- Description of the task:
In the entries, find all lines that hold the word "supplied" and copy them.

+++++

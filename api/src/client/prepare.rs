//! Splits a caller's body into path, query, header and body parts.
//!
//! Everything here happens before the first byte goes on the wire, so
//! every input problem surfaces as a [`RequestError`] without any network
//! I/O.

use std::collections::HashMap;

use reqwest::header::{HeaderMap, HeaderName, HeaderValue};
use tracing::debug;

use crate::casing::normalize_key;
use crate::contract::{Operation, Parameter, SchemeLocation, SecuritySchemeRegistry};
use crate::diagnostics::Diagnostic;
use crate::error::{ApiError, ConfigError, RequestError};
use crate::mapping::PropertyMapper;
use crate::serialize::{serialize_body, WireBody};
use crate::validate::{ValidationFailure, Validator};
use crate::value::BodyValue;

/// The request parts of one call.
#[derive(Debug)]
pub(crate) struct PreparedRequest {
    pub(crate) path: String,
    pub(crate) query: Vec<(String, String)>,
    pub(crate) headers: HeaderMap,
    pub(crate) body: Option<WireBody>,
}

pub(crate) struct RequestPreparer<'a> {
    pub(crate) validator: &'a Validator,
    pub(crate) mapper: &'a PropertyMapper,
    pub(crate) security: &'a SecuritySchemeRegistry,
    pub(crate) credentials: &'a HashMap<String, String>,
}

impl RequestPreparer<'_> {
    pub(crate) async fn prepare(
        &self,
        operation: &Operation,
        body: BodyValue,
    ) -> Result<PreparedRequest, ApiError> {
        let supplied = !body.is_null();
        let mut body = body;

        let mut path_values = HashMap::new();
        for parameter in operation.path_parameters() {
            let value = self.parameter_value(operation, parameter, &mut body).await?;
            let Some(value) = value else {
                return Err(missing(operation, parameter).into());
            };
            let text = render(operation, parameter, &value)?;
            path_values.insert(parameter.name.clone(), text);
        }

        let mut query = Vec::new();
        for parameter in operation.query_parameters() {
            match self.parameter_value(operation, parameter, &mut body).await? {
                Some(BodyValue::Array(items)) => {
                    for item in &items {
                        query.push((parameter.name.clone(), render(operation, parameter, item)?));
                    }
                }
                Some(value) => {
                    query.push((parameter.name.clone(), render(operation, parameter, &value)?));
                }
                None => {}
            }
        }

        let mut headers = HeaderMap::new();
        for parameter in operation.header_parameters() {
            let Some(value) = self.parameter_value(operation, parameter, &mut body).await? else {
                continue;
            };
            let text = match &value {
                BodyValue::Array(items) => items
                    .iter()
                    .map(|item| render(operation, parameter, item))
                    .collect::<Result<Vec<_>, _>>()?
                    .join(","),
                other => render(operation, parameter, other)?,
            };
            let value = HeaderValue::try_from(text).map_err(|_| {
                invalid(
                    operation,
                    parameter,
                    format!("`{}` is not a valid header value", normalize_key(&parameter.name)),
                )
            })?;
            headers.insert(header_name(&parameter.name)?, value);
        }
        self.apply_security(operation, &mut headers)?;

        let body = match operation.body() {
            None => {
                self.report_unused(&body);
                None
            }
            Some(declared) if !supplied => {
                if declared.required {
                    return Err(RequestError::MissingBody {
                        operation: operation.qualified_name(),
                    }
                    .into());
                }
                None
            }
            Some(declared) => {
                self.validator
                    .validate_property(&declared.schema, Some(&body), "body")
                    .into_result()
                    .map_err(|failure| RequestError::InvalidBody {
                        operation: operation.qualified_name(),
                        failure,
                    })?;
                let mapped = self
                    .mapper
                    .map(&declared.schema, Some(body))
                    .await
                    .map_err(RequestError::from)?;
                match mapped {
                    Some(value) => serialize_body(&declared.content_type, value)
                        .await
                        .map_err(RequestError::from)?,
                    None => None,
                }
            }
        };

        Ok(PreparedRequest {
            path: operation.render_path(&path_values),
            query,
            headers,
            body,
        })
    }

    /// Pulls a parameter out of the body, validated and mapped.
    ///
    /// The field stays in the body when the body schema declares it too.
    /// `None` means the parameter is optional, absent and has no default.
    async fn parameter_value(
        &self,
        operation: &Operation,
        parameter: &Parameter,
        body: &mut BodyValue,
    ) -> Result<Option<BodyValue>, ApiError> {
        let keep = operation.body_declares(&parameter.name);
        let value = take_field(body, &parameter.name, keep).filter(|v| !v.is_null());

        if value.is_none() {
            if parameter.schema.default.is_none() {
                if parameter.required {
                    return Err(missing(operation, parameter).into());
                }
                return Ok(None);
            }
        } else {
            self.validator
                .validate_property(&parameter.schema, value.as_ref(), &parameter.name)
                .into_result()
                .map_err(|failure| RequestError::InvalidParameter {
                    operation: operation.qualified_name(),
                    parameter: normalize_key(&parameter.name),
                    location: parameter.location,
                    failure,
                })?;
        }

        let mapped = self
            .mapper
            .map_property(&parameter.schema, value, &parameter.name)
            .await
            .map_err(RequestError::from)?;
        Ok(mapped.filter(|v| !v.is_null()))
    }

    fn apply_security(&self, operation: &Operation, headers: &mut HeaderMap) -> Result<(), ApiError> {
        for name in operation.security_schemes() {
            let Some(scheme) = self.security.get(name) else {
                debug!(scheme = %name, "security scheme is not declared, skipping");
                continue;
            };
            if scheme.location != SchemeLocation::Header {
                debug!(scheme = %name, location = %scheme.location, "only header credentials are sent");
                continue;
            }
            let Some(credential) = self.credentials.get(name) else {
                debug!(scheme = %name, "no credential configured");
                continue;
            };
            let value = HeaderValue::try_from(scheme.carrier_value(credential))
                .map_err(|e| ConfigError::invalid_header(format!("credential for {name}: {e}")))?;
            headers.insert(header_name(&scheme.carrier)?, value);
        }
        Ok(())
    }

    fn report_unused(&self, body: &BodyValue) {
        let Some(members) = body.as_object() else {
            return;
        };
        for property in members.keys() {
            self.mapper.sink().emit(Diagnostic::UnsupportedProperty {
                property: normalize_key(property),
                path: "body".to_string(),
            });
        }
    }
}

/// Finds a body member by normalized name; removes it unless `keep`.
fn take_field(body: &mut BodyValue, name: &str, keep: bool) -> Option<BodyValue> {
    let members = body.as_object_mut()?;
    let wanted = normalize_key(name);
    let key = members.keys().find(|k| normalize_key(k) == wanted)?.clone();
    if keep {
        members.get(&key).cloned()
    } else {
        members.remove(&key)
    }
}

fn render(operation: &Operation, parameter: &Parameter, value: &BodyValue) -> Result<String, RequestError> {
    value.render_text().ok_or_else(|| {
        invalid(
            operation,
            parameter,
            format!(
                "`{}` cannot be sent as text ({})",
                normalize_key(&parameter.name),
                value.type_name()
            ),
        )
    })
}

fn header_name(name: &str) -> Result<HeaderName, ConfigError> {
    HeaderName::try_from(name).map_err(|e| ConfigError::invalid_header(format!("{name}: {e}")))
}

fn missing(operation: &Operation, parameter: &Parameter) -> RequestError {
    RequestError::MissingParameter {
        operation: operation.qualified_name(),
        parameter: normalize_key(&parameter.name),
        location: parameter.location,
    }
}

fn invalid(operation: &Operation, parameter: &Parameter, message: String) -> RequestError {
    RequestError::InvalidParameter {
        operation: operation.qualified_name(),
        parameter: normalize_key(&parameter.name),
        location: parameter.location,
        failure: ValidationFailure::new(message),
    }
}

+++++

- Response for this exercise:
        let supplied = !body.is_null();
            Some(declared) if !supplied => {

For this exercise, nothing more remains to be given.